§ Your assignment: Where a line contains the word "submit", copy that line from the records below.

§ Material for the task:
//! TUI runner: owns the session manager and the UI state, runs the loop.
//!
//! Each tick:
//!
//! 1. Poll crossterm for one input event and apply the resulting action.
//! 2. Drain queued session events (bounded batch).
//! 3. Render.
//! 4. Sleep for the frame interval.

// Rust guideline compliant 2026-02

use std::io::{stdout, Stdout};
use std::sync::atomic::{AtomicBool, Ordering};

use anyhow::{Context, Result};
use crossterm::event::{self, Event};
use ratatui::{
    backend::{Backend, CrosstermBackend},
    Terminal,
};

use crate::app::Focus;
use crate::client::Connector;
use crate::constants::{FRAME_RATE_DELAY, INPUT_POLL_TIMEOUT, MAX_EVENTS_PER_TICK};
use crate::session::SessionManager;

use super::actions::TuiAction;
use super::guard::TerminalGuard;
use super::input::event_to_action;
use super::render::{render, RenderContext};
use super::scroll::LogScroll;
use super::widget_state::{edit_request, FormState};

/// Interactive tester: terminal, session manager and form state.
#[derive(Debug)]
pub struct TuiRunner<B: Backend, C: Connector> {
    terminal: Terminal<B>,
    manager: SessionManager<C>,
    focus: Focus,
    form: FormState,
    scroll: LogScroll,
    quit: bool,
}

impl<B, C> TuiRunner<B, C>
where
    B: Backend,
    B::Error: std::error::Error + Send + Sync + 'static,
    C: Connector,
{
    /// Create a runner; the form starts with the manager's settings.
    pub fn new(terminal: Terminal<B>, manager: SessionManager<C>) -> Self {
        let settings = manager.settings();
        let form = FormState::new(&settings.url, &settings.token);
        Self {
            terminal,
            manager,
            focus: Focus::default(),
            form,
            scroll: LogScroll::new(),
            quit: false,
        }
    }

    /// Run until quit is requested or `shutdown` is raised.
    pub fn run(&mut self, shutdown: &AtomicBool) -> Result<()> {
        log::info!("TuiRunner event loop starting");

        while !self.should_quit(shutdown) {
            self.poll_input()?;
            if self.should_quit(shutdown) {
                break;
            }

            self.poll_session_events();
            self.render()?;

            std::thread::sleep(FRAME_RATE_DELAY);
        }

        log::info!("TuiRunner event loop exiting");
        Ok(())
    }

    fn should_quit(&self, shutdown: &AtomicBool) -> bool {
        self.quit || shutdown.load(Ordering::SeqCst)
    }

    fn poll_input(&mut self) -> Result<()> {
        if event::poll(INPUT_POLL_TIMEOUT).context("Failed to poll terminal input")? {
            let ev = event::read().context("Failed to read terminal input")?;
            self.handle_input_event(&ev);
        }
        Ok(())
    }

    /// Handle a terminal input event.
    pub fn handle_input_event(&mut self, event: &Event) {
        let action = event_to_action(event, self.focus);
        self.handle_action(action);
    }

    /// Apply one action.
    pub fn handle_action(&mut self, action: TuiAction) {
        match action {
            TuiAction::Quit => {
                log::info!("Quit requested");
                self.quit = true;
            }
            TuiAction::Connect => self.connect(),
            TuiAction::Disconnect => {
                self.manager.disconnect();
            }
            TuiAction::ToggleAuth => {
                let settings = self.manager.settings_mut();
                settings.use_auth = !settings.use_auth;
                let use_auth = settings.use_auth;
                self.focus = self.focus.after_auth_toggle(use_auth);
            }
            TuiAction::ClearLog => {
                self.manager.clear_messages();
                self.scroll.to_bottom();
            }
            TuiAction::FocusNext => {
                self.focus = self.focus.next(self.manager.settings().use_auth);
            }
            TuiAction::FocusPrev => {
                self.focus = self.focus.prev(self.manager.settings().use_auth);
            }
            TuiAction::Submit => self.submit(),
            TuiAction::ChipPrev => self.form.chip_prev(),
            TuiAction::ChipNext => self.form.chip_next(self.manager.subscriptions().len()),
            TuiAction::RemoveChip => self.remove_selected_chip(),
            TuiAction::ScrollUp(lines) => self.scroll.up(lines),
            TuiAction::ScrollDown(lines) => self.scroll.down(lines),
            TuiAction::ScrollToTop => self.scroll.to_top(),
            TuiAction::ScrollToBottom => self.scroll.to_bottom(),
            TuiAction::None => {}
            edit => self.edit_focused(edit),
        }
    }

    fn connect(&mut self) {
        let settings = self.manager.settings_mut();
        settings.url = self.form.url.value().trim().to_string();
        settings.token = self.form.token.value().to_string();
        if !self.manager.connect() {
            log::debug!("Connect ignored while a session is active");
        }
    }

    fn submit(&mut self) {
        match self.focus {
            Focus::Url | Focus::Token => self.connect(),
            Focus::Channel => {
                if self.form.channel.value().trim().is_empty() {
                    return;
                }
                let name = self.form.channel.take();
                if !self.manager.add_subscription(&name) {
                    log::debug!("Channel {} already subscribed", name.trim());
                }
            }
            Focus::Subscriptions | Focus::Log => {}
        }
    }

    fn edit_focused(&mut self, action: TuiAction) {
        let Some(request) = edit_request(&action) else {
            return;
        };
        let field = match self.focus {
            Focus::Url => &mut self.form.url,
            Focus::Token => &mut self.form.token,
            Focus::Channel => &mut self.form.channel,
            Focus::Subscriptions | Focus::Log => return,
        };
        field.handle(request);
    }

    fn remove_selected_chip(&mut self) {
        let selected = self.form.selected_chip();
        let Some(name) = self.manager.subscriptions().as_slice().get(selected).cloned() else {
            return;
        };
        self.manager.remove_subscription(&name);
        self.form.clamp_chip(self.manager.subscriptions().len());
    }

    /// Apply queued session events. Returns how many were applied.
    pub fn poll_session_events(&mut self) -> usize {
        self.manager.drain_events(MAX_EVENTS_PER_TICK)
    }

    /// Render the current state.
    pub fn render(&mut self) -> Result<()> {
        let settings = self.manager.settings();
        let ctx = RenderContext {
            state: self.manager.state(),
            session: self.manager.session_id(),
            use_auth: settings.use_auth,
            unread: self.manager.unread(),
            subscriptions: self.manager.subscriptions().as_slice(),
            log: self.manager.log(),
            focus: self.focus,
            form: &self.form,
            scroll: &self.scroll,
        };
        let result = render(&mut self.terminal, &ctx)?;
        self.scroll.set_bounds(result.log_lines, result.log_viewport);
        Ok(())
    }

    /// Session manager.
    pub fn manager(&self) -> &SessionManager<C> {
        &self.manager
    }

    /// Mutable session manager.
    pub fn manager_mut(&mut self) -> &mut SessionManager<C> {
        &mut self.manager
    }

    /// Focused element.
    pub fn focus(&self) -> Focus {
        self.focus
    }

    /// Form state.
    pub fn form(&self) -> &FormState {
        &self.form
    }

    /// Log scroll state.
    pub fn scroll(&self) -> &LogScroll {
        &self.scroll
    }

    /// Terminal backend.
    pub fn terminal(&self) -> &Terminal<B> {
        &self.terminal
    }

    /// Whether quit was requested.
    pub fn is_quit(&self) -> bool {
        self.quit
    }

    /// Consume the runner, returning the manager with the latest form values
    /// applied to its settings.
    pub fn into_manager(mut self) -> SessionManager<C> {
        let settings = self.manager.settings_mut();
        settings.url = self.form.url.value().trim().to_string();
        settings.token = self.form.token.value().to_string();
        self.manager
    }
}

/// Run the interactive tester on the real terminal.
///
/// Returns the session manager so the caller can persist settings and
/// release the session.
pub fn run<C: Connector>(
    manager: SessionManager<C>,
    shutdown: &AtomicBool,
) -> Result<SessionManager<C>> {
    let guard = TerminalGuard::enter()?;
    let terminal: Terminal<CrosstermBackend<Stdout>> =
        Terminal::new(CrosstermBackend::new(stdout())).context("Failed to create terminal")?;

    let mut runner = TuiRunner::new(terminal, manager);
    let result = runner.run(shutdown);
    drop(guard);

    result.map(|()| runner.into_manager())
}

§ Exercise solution:
            TuiAction::Submit => self.submit(),
    fn submit(&mut self) {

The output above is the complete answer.